» INSTRUCTIONS TO FOLLOW:
Among the entries that follow, find the lines containing the string "CheckFormat" and copy them.

» RECORD SET:
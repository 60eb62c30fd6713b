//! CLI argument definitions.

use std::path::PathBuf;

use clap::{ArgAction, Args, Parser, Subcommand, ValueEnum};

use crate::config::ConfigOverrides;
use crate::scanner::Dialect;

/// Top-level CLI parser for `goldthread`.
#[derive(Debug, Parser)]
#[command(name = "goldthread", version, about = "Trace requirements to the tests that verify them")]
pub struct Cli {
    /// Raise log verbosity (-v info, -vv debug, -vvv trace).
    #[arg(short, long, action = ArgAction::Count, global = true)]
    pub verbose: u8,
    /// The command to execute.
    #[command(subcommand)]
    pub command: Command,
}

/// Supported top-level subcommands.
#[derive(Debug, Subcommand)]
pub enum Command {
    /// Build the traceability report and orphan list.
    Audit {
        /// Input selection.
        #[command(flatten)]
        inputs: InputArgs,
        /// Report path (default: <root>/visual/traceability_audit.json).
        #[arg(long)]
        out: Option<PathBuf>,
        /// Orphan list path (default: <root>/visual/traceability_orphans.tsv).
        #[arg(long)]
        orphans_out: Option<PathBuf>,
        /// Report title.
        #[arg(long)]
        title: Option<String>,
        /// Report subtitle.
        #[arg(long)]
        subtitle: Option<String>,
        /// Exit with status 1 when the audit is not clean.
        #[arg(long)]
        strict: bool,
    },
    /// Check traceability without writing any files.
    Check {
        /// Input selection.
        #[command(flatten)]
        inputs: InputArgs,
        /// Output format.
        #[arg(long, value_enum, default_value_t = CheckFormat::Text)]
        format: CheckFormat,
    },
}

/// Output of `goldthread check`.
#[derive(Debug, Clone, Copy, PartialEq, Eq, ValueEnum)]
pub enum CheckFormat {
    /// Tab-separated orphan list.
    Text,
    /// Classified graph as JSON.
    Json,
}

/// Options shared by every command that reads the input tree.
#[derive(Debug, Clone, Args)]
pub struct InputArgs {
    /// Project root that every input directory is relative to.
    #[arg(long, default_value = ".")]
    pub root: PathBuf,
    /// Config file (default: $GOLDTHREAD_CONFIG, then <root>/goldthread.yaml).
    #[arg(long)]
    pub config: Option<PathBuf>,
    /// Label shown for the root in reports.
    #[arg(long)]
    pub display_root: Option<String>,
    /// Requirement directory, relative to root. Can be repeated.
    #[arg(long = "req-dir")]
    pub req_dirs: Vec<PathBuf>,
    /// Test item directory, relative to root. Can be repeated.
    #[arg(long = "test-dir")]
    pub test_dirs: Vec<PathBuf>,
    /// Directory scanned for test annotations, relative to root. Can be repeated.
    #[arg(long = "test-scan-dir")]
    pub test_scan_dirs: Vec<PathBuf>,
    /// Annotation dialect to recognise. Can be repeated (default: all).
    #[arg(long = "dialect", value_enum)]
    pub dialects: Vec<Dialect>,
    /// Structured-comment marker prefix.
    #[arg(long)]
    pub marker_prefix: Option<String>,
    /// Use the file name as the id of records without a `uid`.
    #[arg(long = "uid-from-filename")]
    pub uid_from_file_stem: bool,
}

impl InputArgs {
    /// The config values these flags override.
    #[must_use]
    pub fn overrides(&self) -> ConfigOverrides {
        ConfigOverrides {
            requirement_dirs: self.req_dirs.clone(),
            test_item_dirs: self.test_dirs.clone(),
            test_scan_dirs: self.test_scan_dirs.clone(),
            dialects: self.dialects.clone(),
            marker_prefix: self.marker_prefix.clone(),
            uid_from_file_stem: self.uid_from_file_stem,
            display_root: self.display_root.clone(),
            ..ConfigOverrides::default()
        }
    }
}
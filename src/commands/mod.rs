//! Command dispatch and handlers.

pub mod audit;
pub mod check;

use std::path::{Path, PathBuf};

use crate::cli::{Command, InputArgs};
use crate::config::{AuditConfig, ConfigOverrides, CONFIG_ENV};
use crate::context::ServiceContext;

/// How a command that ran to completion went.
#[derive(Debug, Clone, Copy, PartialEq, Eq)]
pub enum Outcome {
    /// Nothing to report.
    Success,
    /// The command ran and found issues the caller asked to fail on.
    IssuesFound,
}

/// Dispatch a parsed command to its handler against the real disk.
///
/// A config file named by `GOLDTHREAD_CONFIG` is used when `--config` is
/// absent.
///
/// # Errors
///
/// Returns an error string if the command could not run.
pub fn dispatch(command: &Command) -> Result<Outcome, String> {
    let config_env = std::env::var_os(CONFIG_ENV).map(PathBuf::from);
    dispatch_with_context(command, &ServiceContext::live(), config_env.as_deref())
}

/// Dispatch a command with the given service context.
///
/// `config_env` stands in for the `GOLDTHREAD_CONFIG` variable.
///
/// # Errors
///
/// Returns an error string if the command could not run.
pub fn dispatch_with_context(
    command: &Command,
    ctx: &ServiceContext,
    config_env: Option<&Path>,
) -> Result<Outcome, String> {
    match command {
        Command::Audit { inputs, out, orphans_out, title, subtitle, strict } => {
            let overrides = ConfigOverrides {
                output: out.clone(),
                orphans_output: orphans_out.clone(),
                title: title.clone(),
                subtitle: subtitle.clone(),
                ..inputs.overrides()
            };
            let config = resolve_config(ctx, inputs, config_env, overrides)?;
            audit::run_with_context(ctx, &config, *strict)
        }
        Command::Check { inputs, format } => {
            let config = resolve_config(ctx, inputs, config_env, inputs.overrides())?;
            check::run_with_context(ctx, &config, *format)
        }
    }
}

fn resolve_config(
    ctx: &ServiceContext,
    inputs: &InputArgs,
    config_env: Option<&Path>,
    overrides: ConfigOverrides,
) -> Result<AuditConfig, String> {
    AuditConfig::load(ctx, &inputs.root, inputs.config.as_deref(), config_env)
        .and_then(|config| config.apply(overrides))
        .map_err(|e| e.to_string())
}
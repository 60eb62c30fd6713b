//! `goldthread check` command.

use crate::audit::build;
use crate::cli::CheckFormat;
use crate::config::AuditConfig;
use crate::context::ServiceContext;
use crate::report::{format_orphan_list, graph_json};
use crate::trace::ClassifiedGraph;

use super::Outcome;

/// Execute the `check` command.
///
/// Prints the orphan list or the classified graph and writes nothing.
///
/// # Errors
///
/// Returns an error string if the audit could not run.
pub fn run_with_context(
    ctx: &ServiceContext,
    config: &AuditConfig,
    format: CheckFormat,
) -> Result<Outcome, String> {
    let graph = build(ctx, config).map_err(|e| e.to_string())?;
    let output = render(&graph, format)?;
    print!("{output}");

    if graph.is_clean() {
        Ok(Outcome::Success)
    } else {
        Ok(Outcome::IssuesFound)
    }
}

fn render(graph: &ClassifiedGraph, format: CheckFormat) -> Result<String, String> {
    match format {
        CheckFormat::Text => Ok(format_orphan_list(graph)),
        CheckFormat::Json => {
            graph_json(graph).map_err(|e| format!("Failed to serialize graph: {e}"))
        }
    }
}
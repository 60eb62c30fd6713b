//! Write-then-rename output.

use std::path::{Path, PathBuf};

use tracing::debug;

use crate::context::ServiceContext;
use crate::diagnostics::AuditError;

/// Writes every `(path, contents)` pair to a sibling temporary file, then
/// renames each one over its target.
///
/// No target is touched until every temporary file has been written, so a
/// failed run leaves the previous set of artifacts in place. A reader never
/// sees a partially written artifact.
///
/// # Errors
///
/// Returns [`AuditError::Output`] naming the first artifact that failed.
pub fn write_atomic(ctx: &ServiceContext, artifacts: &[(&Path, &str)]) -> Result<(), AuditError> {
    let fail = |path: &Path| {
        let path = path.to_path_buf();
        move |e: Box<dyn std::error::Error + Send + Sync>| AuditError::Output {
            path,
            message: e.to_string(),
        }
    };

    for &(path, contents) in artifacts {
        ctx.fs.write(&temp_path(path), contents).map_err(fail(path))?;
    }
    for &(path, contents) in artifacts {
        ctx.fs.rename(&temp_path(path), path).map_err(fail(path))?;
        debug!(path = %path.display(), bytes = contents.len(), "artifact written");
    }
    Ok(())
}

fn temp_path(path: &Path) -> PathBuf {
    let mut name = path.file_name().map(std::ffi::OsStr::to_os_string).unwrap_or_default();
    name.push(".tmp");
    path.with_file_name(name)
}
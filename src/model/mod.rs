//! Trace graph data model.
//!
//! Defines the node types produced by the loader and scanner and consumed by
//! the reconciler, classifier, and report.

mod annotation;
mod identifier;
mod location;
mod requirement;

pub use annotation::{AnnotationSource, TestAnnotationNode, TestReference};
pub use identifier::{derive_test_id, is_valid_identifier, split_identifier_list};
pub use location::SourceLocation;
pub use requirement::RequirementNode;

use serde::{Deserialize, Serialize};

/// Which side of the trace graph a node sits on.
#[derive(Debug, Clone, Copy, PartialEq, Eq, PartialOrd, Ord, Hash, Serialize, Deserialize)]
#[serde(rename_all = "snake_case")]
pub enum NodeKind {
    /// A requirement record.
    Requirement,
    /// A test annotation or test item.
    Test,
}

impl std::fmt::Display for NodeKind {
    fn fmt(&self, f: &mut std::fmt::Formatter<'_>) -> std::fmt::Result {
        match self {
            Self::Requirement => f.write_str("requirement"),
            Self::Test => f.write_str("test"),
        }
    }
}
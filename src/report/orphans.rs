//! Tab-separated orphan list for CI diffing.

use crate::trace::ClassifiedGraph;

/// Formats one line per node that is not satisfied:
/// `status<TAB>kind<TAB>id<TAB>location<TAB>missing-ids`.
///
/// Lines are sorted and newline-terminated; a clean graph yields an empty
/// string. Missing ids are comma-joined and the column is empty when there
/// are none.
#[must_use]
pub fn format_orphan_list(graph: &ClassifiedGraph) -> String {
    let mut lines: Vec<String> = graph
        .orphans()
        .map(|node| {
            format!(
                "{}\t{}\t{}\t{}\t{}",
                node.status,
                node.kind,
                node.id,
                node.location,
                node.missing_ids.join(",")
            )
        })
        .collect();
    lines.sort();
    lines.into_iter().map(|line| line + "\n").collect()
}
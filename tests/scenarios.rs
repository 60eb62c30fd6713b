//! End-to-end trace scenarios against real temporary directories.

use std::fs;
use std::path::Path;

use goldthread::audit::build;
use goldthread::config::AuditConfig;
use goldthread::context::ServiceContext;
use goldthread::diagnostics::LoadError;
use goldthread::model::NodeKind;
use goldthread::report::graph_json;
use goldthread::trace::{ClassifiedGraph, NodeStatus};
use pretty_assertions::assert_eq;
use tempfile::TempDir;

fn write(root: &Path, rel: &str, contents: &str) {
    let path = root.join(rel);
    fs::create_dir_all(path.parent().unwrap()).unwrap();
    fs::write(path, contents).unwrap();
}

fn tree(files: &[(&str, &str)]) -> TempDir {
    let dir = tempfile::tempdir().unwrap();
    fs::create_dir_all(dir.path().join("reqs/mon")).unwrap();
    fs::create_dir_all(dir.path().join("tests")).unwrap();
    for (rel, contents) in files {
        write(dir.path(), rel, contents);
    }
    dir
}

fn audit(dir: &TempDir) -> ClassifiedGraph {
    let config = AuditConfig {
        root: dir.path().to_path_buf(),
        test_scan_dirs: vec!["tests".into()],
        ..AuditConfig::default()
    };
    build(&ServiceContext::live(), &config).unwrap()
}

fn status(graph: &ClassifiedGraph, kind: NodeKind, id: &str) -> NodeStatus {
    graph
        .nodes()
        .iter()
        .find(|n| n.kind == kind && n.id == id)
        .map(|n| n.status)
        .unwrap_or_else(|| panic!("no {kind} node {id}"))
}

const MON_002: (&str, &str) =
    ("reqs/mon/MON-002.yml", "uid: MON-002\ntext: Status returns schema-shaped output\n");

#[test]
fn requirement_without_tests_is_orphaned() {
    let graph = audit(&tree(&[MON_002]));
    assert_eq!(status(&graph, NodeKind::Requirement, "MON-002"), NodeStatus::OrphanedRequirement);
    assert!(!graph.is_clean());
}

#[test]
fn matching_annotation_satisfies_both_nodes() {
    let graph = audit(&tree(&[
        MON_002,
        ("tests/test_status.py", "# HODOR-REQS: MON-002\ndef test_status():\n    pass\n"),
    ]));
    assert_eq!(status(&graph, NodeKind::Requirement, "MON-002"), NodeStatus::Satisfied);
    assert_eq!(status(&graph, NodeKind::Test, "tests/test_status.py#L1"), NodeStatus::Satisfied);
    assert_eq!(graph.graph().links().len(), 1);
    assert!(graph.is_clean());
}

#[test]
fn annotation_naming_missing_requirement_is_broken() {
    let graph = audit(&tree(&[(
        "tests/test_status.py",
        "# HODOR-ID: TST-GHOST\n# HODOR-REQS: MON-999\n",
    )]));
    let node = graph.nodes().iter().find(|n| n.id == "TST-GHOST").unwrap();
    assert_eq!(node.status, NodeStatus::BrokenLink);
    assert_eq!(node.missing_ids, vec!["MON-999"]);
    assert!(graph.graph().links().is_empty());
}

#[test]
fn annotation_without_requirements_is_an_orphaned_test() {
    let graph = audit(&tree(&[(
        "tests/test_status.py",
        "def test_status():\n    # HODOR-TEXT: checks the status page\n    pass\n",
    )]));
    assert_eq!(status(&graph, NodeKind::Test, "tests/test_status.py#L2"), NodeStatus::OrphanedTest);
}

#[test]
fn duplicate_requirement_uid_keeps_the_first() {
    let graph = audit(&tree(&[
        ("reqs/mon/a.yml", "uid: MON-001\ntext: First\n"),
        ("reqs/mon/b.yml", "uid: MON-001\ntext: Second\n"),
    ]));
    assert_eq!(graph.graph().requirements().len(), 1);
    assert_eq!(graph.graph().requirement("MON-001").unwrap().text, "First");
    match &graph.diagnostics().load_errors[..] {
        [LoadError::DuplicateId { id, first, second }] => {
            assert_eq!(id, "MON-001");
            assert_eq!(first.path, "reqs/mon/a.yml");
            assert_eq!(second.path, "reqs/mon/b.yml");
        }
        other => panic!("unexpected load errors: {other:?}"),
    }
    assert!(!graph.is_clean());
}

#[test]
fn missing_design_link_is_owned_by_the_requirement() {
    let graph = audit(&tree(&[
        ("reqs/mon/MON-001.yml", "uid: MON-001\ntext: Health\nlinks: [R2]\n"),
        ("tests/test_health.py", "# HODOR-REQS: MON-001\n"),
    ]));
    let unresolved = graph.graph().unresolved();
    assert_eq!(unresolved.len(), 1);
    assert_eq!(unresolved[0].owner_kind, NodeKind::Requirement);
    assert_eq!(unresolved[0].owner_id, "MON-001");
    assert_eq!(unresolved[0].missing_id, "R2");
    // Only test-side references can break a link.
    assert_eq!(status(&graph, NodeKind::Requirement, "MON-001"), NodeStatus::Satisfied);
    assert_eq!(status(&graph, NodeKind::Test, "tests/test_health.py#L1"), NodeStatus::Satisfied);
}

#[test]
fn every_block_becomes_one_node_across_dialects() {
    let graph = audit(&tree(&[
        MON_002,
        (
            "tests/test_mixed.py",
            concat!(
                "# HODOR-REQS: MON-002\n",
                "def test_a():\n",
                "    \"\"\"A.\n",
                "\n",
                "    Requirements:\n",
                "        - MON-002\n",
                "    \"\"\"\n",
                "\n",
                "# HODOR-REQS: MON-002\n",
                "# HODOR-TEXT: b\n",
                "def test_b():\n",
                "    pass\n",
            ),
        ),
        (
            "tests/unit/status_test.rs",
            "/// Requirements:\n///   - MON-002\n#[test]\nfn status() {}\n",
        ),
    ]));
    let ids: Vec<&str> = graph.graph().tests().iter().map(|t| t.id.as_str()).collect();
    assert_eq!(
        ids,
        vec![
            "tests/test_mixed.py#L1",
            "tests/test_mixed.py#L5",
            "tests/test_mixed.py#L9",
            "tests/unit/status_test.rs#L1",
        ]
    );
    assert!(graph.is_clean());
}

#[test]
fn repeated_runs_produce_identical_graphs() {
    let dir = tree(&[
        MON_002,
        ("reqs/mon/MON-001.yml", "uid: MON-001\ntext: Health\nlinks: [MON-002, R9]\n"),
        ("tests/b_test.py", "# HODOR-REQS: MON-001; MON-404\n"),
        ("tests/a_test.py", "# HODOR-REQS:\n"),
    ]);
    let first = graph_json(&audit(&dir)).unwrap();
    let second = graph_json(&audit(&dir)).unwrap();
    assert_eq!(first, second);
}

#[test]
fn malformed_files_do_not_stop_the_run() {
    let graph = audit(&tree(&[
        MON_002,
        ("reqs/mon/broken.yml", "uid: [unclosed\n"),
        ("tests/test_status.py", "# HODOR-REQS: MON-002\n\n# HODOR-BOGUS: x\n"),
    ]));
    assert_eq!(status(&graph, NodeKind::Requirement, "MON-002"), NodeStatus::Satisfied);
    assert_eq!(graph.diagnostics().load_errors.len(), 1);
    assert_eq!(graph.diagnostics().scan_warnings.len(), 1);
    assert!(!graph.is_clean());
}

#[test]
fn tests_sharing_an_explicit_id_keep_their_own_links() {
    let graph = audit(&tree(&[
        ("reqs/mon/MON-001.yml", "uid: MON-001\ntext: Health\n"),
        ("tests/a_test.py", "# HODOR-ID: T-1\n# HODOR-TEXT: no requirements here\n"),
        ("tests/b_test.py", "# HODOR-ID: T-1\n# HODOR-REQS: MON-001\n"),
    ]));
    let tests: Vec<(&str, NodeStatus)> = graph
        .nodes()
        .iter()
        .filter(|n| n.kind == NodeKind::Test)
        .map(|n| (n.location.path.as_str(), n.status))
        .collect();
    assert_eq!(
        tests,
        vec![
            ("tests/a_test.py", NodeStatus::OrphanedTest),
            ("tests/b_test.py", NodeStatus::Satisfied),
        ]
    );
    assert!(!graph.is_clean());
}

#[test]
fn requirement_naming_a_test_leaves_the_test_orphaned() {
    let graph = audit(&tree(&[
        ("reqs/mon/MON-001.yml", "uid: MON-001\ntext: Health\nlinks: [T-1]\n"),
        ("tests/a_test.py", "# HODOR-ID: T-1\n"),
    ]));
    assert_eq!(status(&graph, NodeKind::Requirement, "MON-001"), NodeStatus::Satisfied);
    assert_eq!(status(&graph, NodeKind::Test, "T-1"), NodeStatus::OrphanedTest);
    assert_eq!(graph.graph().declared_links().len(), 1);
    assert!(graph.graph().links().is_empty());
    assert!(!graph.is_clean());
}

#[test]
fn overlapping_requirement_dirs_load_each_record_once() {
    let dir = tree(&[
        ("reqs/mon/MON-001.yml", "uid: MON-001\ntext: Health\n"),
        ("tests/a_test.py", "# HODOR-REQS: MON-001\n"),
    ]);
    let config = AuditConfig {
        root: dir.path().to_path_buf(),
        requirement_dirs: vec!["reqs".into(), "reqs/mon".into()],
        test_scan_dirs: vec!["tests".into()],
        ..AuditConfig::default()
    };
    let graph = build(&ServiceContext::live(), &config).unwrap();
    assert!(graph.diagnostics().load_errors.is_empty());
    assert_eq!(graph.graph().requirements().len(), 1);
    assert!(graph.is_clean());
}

» ANSWER TO THIS EXERCISE:
        #[arg(long, value_enum, default_value_t = CheckFormat::Text)]
        format: CheckFormat,
pub enum CheckFormat {
use crate::cli::CheckFormat;
    format: CheckFormat,
fn render(graph: &ClassifiedGraph, format: CheckFormat) -> Result<String, String> {
        CheckFormat::Text => Ok(format_orphan_list(graph)),
        CheckFormat::Json => {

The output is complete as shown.